# Exercise aim
Instruction for the data below: set down exactly the lines from the line with "Ok(ExitCode::from(1))" to the line with "let mut scans", inclusive, and no others.

# Given data
-- Opening Marker --

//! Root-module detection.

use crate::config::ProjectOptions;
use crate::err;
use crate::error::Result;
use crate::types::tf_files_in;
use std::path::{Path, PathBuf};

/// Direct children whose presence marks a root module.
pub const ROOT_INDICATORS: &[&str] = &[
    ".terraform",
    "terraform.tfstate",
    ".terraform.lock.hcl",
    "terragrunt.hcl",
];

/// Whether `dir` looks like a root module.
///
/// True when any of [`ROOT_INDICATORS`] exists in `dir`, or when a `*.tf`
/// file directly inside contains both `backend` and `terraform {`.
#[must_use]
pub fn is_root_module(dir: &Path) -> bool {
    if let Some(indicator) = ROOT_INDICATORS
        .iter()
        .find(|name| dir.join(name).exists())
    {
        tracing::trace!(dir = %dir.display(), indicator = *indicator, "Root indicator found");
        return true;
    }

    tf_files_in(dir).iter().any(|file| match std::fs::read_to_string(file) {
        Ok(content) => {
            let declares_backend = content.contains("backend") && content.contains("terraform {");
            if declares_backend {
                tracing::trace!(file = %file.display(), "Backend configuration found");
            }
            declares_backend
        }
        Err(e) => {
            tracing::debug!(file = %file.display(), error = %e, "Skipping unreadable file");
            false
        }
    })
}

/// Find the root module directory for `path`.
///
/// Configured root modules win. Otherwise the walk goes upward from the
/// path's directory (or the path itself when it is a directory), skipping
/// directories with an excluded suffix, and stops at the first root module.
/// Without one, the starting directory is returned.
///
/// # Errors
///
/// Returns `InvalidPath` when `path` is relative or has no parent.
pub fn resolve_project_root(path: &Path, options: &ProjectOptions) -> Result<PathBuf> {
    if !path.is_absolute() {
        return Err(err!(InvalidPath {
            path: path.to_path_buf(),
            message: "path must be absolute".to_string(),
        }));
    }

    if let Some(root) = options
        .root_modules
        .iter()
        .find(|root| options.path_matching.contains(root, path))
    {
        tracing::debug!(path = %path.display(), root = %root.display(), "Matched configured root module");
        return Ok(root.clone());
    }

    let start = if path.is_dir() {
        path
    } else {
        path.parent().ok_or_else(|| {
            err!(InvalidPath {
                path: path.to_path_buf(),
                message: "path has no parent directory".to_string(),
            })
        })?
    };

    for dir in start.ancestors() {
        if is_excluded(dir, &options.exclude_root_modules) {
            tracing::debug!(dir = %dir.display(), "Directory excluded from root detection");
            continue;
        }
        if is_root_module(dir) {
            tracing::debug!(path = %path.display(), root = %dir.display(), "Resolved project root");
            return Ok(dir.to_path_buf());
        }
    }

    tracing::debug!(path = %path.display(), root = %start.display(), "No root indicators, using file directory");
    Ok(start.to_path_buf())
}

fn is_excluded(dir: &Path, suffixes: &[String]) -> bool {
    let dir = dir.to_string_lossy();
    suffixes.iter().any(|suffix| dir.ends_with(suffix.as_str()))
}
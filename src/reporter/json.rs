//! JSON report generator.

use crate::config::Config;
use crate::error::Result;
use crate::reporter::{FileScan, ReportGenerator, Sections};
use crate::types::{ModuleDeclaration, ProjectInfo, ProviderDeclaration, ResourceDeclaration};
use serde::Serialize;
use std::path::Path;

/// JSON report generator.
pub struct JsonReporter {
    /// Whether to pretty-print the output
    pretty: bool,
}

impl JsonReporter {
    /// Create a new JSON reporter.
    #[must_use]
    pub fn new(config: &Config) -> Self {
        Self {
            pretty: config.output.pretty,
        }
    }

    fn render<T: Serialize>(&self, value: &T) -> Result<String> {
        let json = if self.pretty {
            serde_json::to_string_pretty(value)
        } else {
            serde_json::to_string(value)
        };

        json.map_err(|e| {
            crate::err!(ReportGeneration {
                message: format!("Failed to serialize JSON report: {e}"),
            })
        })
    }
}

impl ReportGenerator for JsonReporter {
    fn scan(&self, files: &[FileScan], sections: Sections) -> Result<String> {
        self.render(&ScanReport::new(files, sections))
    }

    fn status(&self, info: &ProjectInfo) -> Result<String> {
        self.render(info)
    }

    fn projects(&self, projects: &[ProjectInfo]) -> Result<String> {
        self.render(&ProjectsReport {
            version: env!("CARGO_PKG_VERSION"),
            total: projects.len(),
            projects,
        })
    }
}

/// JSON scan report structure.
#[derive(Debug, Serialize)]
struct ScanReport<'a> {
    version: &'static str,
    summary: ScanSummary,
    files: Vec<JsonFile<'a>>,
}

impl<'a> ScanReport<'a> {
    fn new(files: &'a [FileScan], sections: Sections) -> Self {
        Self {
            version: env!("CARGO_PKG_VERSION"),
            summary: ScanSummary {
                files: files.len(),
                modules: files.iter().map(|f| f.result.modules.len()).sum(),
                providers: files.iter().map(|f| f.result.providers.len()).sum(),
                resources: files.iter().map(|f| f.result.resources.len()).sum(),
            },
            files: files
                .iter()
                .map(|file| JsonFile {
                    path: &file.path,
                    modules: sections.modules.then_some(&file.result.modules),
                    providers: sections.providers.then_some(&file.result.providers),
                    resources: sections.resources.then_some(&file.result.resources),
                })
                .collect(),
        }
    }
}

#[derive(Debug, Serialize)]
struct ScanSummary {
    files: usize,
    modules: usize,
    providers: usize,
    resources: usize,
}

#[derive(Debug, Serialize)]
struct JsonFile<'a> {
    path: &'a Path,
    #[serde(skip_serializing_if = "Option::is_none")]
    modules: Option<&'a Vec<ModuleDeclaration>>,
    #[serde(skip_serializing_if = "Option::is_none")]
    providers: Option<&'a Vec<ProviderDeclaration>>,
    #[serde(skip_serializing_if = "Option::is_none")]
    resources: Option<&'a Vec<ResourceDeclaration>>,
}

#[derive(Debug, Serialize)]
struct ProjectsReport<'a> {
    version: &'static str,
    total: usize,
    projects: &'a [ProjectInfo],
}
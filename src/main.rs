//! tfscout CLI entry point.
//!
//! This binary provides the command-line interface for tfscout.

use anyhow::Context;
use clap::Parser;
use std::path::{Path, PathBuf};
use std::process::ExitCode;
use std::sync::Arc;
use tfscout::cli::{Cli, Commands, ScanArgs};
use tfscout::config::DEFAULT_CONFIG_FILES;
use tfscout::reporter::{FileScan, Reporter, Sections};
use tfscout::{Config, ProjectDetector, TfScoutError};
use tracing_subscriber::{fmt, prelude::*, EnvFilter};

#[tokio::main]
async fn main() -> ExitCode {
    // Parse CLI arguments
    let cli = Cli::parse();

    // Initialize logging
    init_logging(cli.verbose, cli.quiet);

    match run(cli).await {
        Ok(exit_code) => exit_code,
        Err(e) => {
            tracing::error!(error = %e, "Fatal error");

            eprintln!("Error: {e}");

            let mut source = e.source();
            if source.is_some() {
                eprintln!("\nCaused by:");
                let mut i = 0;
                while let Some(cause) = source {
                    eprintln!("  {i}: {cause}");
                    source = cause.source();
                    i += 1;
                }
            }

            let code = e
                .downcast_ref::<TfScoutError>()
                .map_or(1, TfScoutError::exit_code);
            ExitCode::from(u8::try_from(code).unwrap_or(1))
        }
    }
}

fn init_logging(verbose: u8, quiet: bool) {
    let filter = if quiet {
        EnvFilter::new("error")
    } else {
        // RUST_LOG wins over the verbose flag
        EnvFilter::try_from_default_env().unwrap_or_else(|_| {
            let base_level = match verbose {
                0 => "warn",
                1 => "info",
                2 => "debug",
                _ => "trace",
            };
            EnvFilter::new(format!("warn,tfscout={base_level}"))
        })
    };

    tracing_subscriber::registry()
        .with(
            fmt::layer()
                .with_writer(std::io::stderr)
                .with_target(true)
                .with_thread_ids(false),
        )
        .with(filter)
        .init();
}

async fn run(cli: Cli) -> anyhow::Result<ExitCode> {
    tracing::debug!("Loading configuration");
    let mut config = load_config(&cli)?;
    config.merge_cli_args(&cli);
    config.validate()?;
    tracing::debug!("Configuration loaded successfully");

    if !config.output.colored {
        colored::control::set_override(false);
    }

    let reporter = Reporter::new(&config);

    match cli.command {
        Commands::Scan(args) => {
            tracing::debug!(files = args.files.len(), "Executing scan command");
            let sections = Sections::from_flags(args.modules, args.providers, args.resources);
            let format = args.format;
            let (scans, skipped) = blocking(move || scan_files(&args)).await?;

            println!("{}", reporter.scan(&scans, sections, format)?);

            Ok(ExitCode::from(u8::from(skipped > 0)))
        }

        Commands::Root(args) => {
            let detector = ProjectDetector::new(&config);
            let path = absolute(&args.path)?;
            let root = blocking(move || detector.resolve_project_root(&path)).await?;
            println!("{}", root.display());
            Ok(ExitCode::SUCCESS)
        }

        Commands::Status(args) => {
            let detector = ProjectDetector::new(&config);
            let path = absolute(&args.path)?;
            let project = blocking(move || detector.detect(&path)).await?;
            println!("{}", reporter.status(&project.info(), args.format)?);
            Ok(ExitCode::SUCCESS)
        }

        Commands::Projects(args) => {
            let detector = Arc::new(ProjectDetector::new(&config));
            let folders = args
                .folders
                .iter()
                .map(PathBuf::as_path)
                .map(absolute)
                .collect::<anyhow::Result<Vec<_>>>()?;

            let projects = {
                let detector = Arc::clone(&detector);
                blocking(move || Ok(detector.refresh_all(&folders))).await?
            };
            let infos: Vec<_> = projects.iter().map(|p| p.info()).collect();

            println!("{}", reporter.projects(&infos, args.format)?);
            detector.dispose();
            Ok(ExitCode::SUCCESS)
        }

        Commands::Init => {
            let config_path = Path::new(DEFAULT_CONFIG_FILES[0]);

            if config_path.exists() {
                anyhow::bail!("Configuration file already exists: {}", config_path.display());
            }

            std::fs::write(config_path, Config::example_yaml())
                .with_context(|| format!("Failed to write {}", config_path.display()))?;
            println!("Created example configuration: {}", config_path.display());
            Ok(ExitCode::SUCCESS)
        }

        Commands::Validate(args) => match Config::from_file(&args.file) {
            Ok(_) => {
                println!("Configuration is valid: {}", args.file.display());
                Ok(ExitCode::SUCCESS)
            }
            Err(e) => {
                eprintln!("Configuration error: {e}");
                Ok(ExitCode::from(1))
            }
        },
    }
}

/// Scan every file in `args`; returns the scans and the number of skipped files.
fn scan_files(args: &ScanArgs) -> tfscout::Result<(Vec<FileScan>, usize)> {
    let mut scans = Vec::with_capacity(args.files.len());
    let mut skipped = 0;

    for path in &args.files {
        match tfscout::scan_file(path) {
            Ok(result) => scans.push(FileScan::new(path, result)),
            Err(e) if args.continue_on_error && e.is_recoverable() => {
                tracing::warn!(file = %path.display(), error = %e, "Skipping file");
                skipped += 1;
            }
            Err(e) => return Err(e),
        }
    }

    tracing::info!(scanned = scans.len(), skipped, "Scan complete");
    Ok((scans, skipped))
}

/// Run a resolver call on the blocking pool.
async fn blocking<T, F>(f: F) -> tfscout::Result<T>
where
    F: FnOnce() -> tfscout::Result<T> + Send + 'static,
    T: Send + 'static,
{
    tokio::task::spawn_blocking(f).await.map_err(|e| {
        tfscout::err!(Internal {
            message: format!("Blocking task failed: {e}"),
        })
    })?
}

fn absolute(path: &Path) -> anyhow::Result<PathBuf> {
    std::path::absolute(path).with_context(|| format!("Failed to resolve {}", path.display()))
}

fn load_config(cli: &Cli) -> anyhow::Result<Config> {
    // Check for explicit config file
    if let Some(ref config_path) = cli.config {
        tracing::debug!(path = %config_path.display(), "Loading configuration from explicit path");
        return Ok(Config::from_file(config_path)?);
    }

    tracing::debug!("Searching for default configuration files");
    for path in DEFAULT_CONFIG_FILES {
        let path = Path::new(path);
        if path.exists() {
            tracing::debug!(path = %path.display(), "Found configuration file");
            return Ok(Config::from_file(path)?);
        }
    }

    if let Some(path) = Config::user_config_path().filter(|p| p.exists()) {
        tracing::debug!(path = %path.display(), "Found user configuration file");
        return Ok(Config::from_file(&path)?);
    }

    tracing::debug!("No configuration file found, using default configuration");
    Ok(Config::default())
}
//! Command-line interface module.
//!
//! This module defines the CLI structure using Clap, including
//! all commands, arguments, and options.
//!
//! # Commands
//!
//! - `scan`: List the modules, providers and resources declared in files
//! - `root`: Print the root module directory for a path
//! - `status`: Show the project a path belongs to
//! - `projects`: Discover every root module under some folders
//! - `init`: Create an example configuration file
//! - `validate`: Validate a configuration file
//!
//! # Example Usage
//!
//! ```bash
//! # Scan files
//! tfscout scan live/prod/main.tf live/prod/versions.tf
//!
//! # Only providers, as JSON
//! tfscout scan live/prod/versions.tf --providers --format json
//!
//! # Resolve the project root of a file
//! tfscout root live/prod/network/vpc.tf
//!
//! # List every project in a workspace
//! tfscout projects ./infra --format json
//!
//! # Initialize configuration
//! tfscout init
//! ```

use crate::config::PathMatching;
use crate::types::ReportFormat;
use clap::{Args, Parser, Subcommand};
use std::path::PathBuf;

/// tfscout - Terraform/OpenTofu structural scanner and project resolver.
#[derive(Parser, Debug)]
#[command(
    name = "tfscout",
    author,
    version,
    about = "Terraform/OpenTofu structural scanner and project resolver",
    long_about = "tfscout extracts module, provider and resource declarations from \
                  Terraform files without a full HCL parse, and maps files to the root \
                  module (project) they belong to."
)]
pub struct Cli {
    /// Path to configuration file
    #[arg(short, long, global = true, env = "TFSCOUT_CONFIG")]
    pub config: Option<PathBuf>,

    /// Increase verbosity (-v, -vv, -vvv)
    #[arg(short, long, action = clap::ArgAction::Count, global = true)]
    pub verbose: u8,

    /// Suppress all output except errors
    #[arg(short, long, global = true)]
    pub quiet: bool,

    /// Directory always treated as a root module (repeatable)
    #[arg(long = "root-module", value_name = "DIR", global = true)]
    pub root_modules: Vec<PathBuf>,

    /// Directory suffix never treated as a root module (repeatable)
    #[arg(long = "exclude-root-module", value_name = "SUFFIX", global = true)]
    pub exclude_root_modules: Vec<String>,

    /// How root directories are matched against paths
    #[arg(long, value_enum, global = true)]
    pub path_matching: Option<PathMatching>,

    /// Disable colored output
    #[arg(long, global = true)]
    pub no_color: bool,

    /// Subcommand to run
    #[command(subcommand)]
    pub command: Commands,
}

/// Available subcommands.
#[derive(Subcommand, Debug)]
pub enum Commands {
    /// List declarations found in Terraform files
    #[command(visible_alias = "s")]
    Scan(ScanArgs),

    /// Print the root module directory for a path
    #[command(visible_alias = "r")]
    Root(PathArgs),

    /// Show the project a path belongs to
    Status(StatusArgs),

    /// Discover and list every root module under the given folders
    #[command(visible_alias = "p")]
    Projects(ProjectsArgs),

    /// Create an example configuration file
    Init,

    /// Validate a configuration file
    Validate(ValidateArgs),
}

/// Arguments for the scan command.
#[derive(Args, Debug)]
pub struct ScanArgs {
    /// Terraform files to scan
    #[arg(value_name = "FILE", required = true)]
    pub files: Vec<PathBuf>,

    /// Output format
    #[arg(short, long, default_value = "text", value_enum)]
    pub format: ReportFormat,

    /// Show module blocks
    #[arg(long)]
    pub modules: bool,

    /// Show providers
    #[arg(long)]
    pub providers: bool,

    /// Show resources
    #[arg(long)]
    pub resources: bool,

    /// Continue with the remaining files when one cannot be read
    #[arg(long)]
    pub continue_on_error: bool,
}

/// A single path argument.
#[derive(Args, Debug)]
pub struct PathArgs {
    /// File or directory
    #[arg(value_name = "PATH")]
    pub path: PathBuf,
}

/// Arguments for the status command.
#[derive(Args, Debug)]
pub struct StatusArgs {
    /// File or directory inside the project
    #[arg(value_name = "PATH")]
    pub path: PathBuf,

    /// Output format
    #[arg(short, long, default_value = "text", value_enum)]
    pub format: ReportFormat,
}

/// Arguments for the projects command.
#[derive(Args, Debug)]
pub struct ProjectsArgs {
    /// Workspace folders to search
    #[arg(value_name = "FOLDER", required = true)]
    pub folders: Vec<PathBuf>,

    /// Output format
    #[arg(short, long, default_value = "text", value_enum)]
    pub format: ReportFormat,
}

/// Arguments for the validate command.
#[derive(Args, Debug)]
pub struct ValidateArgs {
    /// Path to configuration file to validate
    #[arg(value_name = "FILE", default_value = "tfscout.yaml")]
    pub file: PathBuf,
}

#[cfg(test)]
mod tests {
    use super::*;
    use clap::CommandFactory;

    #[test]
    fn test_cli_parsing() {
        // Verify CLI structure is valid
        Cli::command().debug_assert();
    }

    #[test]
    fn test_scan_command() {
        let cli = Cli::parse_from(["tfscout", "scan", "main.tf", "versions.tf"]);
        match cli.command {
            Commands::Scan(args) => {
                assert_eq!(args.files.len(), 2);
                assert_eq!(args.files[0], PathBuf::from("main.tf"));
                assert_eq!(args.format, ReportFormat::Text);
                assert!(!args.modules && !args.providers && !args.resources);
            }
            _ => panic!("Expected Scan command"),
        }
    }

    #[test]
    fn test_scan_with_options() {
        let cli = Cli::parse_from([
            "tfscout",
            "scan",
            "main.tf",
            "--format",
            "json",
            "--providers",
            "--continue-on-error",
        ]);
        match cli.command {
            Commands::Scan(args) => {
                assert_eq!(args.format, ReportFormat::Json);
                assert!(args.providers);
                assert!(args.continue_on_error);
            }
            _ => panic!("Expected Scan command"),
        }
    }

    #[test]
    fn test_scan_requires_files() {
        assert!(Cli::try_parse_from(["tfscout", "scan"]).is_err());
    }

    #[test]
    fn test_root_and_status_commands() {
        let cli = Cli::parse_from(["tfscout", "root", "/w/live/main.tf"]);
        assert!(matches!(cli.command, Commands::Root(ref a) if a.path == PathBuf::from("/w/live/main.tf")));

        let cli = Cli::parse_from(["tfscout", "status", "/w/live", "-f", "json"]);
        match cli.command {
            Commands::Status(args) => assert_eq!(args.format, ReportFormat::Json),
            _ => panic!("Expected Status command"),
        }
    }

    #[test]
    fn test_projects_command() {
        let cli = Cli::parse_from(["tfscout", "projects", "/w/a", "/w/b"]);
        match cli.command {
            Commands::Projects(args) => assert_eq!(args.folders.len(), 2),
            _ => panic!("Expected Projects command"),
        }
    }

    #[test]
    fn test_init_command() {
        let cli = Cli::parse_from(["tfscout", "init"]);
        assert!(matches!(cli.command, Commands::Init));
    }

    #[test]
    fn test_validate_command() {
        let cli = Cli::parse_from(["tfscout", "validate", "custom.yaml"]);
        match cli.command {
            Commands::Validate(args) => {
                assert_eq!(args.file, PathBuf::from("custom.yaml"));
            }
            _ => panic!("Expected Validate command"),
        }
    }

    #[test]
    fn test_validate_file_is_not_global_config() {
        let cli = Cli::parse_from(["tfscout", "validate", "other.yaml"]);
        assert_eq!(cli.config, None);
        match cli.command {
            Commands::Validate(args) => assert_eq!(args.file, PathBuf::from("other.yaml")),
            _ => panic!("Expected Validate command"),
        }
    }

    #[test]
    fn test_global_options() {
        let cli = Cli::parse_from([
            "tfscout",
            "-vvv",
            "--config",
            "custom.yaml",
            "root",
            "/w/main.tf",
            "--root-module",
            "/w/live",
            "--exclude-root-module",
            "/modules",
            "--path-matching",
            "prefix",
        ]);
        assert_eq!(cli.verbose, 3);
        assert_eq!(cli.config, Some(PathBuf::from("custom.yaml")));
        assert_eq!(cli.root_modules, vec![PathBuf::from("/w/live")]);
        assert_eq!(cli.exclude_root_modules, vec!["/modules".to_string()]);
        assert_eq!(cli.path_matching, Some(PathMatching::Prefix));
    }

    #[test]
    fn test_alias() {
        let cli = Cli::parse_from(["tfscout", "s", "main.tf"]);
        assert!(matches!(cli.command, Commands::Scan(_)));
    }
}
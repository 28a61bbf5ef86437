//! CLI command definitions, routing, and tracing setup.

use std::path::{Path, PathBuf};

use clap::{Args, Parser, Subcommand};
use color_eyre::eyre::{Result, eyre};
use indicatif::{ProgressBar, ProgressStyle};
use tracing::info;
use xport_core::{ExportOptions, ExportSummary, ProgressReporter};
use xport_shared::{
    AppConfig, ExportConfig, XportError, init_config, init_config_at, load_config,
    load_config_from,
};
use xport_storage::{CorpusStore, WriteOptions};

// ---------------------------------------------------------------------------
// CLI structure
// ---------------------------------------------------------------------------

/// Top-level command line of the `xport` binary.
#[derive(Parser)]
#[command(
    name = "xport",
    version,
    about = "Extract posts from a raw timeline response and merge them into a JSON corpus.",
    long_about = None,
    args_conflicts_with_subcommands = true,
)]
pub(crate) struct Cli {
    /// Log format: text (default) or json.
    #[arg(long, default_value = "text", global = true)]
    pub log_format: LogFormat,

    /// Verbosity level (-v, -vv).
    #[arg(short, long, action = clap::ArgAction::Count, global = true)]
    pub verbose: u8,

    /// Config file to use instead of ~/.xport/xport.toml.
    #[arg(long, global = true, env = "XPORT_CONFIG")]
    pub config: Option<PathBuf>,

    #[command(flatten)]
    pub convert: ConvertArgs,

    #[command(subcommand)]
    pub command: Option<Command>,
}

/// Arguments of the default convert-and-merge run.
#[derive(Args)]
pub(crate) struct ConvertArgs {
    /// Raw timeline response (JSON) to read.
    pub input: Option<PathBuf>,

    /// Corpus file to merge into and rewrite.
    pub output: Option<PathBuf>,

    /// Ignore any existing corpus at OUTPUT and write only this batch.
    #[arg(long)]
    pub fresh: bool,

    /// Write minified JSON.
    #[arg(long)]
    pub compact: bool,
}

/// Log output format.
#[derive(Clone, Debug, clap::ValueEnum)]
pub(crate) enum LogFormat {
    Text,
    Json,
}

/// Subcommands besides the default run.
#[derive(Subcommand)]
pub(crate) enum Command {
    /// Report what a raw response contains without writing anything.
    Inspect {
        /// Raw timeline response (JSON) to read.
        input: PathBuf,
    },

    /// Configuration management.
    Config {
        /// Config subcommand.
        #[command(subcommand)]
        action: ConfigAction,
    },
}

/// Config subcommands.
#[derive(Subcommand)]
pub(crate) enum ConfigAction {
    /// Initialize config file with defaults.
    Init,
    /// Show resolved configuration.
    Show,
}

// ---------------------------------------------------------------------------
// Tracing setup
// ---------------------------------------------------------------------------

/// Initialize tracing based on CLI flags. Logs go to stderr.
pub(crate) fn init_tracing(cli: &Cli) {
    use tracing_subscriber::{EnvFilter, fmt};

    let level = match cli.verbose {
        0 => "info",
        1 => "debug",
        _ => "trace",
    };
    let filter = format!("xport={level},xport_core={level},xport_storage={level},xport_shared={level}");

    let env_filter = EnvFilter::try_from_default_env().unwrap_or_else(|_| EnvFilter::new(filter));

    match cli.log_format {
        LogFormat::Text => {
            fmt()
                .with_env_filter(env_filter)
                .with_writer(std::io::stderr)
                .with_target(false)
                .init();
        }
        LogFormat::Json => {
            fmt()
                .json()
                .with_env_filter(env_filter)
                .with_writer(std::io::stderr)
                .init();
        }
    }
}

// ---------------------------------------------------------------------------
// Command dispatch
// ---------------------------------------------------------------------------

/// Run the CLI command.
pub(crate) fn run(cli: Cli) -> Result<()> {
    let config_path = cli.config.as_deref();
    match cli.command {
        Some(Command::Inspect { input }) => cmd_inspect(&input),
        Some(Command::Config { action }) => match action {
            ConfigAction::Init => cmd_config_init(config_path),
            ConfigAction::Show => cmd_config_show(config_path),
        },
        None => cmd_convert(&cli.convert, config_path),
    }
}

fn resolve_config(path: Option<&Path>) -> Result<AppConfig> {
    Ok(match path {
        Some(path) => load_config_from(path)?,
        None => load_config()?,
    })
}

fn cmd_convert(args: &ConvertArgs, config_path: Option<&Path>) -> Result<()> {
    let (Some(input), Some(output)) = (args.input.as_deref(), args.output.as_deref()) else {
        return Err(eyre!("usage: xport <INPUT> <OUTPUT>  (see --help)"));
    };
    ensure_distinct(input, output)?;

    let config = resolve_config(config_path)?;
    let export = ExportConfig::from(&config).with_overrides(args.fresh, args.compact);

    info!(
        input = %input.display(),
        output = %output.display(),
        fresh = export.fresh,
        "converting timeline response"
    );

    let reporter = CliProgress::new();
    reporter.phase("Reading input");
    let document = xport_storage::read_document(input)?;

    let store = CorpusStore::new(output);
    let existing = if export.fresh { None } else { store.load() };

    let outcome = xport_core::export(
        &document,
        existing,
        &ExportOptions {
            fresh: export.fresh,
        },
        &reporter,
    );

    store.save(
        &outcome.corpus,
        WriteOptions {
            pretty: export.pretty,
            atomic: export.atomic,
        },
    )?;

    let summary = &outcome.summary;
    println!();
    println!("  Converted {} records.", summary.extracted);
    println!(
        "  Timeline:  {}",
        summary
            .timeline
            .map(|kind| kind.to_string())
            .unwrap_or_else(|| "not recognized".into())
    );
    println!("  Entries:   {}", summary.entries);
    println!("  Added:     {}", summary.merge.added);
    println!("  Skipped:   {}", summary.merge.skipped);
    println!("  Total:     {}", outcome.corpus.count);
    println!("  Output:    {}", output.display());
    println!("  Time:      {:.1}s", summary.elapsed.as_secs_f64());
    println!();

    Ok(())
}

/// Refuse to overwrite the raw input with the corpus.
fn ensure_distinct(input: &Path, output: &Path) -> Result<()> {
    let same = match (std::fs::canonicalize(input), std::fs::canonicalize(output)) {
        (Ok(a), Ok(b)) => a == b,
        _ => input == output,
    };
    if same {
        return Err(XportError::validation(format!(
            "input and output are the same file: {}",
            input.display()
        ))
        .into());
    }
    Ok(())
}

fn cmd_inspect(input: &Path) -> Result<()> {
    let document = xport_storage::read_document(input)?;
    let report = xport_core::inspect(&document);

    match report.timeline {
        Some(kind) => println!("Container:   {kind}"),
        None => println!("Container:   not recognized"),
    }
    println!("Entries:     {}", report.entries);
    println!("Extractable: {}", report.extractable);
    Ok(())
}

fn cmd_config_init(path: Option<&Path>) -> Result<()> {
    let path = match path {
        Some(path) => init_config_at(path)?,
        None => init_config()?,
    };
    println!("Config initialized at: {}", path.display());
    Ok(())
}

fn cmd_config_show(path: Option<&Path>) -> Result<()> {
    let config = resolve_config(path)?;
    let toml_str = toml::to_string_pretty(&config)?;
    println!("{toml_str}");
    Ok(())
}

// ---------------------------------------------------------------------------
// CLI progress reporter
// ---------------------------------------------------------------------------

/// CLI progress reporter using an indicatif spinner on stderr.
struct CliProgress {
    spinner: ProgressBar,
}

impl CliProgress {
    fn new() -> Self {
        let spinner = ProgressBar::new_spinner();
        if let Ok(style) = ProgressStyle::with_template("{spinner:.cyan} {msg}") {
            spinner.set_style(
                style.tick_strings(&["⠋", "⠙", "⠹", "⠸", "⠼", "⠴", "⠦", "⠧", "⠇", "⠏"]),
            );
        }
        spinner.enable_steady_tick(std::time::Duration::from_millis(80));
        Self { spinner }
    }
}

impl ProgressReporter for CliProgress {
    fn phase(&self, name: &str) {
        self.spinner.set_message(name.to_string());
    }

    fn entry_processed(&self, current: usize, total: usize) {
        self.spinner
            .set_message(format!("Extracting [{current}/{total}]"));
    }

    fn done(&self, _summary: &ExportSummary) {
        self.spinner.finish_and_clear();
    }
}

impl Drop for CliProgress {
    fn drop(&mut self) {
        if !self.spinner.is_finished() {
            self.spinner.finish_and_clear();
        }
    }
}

-- Closing Marker --

# Final answer
                Ok(ExitCode::from(1))
            }
        },
    }
}

/// Scan every file in `args`; returns the scans and the number of skipped files.
fn scan_files(args: &ScanArgs) -> tfscout::Result<(Vec<FileScan>, usize)> {
    let mut scans = Vec::with_capacity(args.files.len());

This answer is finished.